■ WHAT YOU HAVE TO DO ■
An answer that reproduces all the entries exactly is what is needed.

■ EXERCISE DATA ■
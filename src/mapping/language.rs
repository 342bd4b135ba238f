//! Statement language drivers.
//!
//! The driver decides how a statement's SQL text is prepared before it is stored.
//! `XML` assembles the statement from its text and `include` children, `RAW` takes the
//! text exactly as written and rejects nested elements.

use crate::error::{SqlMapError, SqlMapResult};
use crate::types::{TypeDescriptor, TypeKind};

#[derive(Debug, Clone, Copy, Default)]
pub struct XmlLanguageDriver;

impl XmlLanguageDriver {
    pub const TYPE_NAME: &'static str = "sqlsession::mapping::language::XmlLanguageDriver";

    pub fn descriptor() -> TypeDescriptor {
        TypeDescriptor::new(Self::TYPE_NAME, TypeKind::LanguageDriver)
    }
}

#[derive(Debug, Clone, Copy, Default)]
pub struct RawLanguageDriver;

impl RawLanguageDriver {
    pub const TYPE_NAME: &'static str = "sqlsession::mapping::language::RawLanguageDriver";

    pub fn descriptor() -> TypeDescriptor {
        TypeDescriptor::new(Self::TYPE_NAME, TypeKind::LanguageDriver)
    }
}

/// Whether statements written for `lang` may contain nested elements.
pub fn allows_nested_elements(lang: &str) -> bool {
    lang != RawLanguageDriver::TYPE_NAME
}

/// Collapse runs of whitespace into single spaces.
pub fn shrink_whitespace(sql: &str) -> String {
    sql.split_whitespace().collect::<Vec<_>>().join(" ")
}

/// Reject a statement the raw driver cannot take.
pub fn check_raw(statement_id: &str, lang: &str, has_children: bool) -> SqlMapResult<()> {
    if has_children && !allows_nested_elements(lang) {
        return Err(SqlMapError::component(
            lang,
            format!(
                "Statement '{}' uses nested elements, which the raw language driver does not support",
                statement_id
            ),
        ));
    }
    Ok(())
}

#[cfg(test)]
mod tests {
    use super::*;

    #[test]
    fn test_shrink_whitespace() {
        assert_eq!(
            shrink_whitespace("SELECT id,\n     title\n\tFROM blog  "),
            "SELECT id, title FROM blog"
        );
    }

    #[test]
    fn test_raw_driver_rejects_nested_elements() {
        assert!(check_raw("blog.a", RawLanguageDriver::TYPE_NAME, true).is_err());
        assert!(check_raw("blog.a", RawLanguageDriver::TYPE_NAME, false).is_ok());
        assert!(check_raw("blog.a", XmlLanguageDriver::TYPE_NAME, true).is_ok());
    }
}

■ ANSWER AREA ■
filename src/mapping/language.rs
repository 342bd4b135ba238f
//! Statement language drivers.
//!
//! The driver decides how a statement's SQL text is prepared before it is stored.
//! `XML` assembles the statement from its text and `include` children, `RAW` takes the
//! text exactly as written and rejects nested elements.

use crate::error::{SqlMapError, SqlMapResult};
use crate::types::{TypeDescriptor, TypeKind};

#[derive(Debug, Clone, Copy, Default)]
pub struct XmlLanguageDriver;

impl XmlLanguageDriver {
    pub const TYPE_NAME: &'static str = "sqlsession::mapping::language::XmlLanguageDriver";

    pub fn descriptor() -> TypeDescriptor {
        TypeDescriptor::new(Self::TYPE_NAME, TypeKind::LanguageDriver)
    }
}

#[derive(Debug, Clone, Copy, Default)]
pub struct RawLanguageDriver;

impl RawLanguageDriver {
    pub const TYPE_NAME: &'static str = "sqlsession::mapping::language::RawLanguageDriver";

    pub fn descriptor() -> TypeDescriptor {
        TypeDescriptor::new(Self::TYPE_NAME, TypeKind::LanguageDriver)
    }
}

/// Whether statements written for `lang` may contain nested elements.
pub fn allows_nested_elements(lang: &str) -> bool {
    lang != RawLanguageDriver::TYPE_NAME
}

/// Collapse runs of whitespace into single spaces.
pub fn shrink_whitespace(sql: &str) -> String {
    sql.split_whitespace().collect::<Vec<_>>().join(" ")
}

/// Reject a statement the raw driver cannot take.
pub fn check_raw(statement_id: &str, lang: &str, has_children: bool) -> SqlMapResult<()> {
    if has_children && !allows_nested_elements(lang) {
        return Err(SqlMapError::component(
            lang,
            format!(
                "Statement '{}' uses nested elements, which the raw language driver does not support",
                statement_id
            ),
        ));
    }
    Ok(())
}

#[cfg(test)]
mod tests {
    use super::*;

    #[test]
    fn test_shrink_whitespace() {
        assert_eq!(
            shrink_whitespace("SELECT id,\n     title\n\tFROM blog  "),
            "SELECT id, title FROM blog"
        );
    }

    #[test]
    fn test_raw_driver_rejects_nested_elements() {
        assert!(check_raw("blog.a", RawLanguageDriver::TYPE_NAME, true).is_err());
        assert!(check_raw("blog.a", RawLanguageDriver::TYPE_NAME, false).is_ok());
        assert!(check_raw("blog.a", XmlLanguageDriver::TYPE_NAME, true).is_ok());
    }
}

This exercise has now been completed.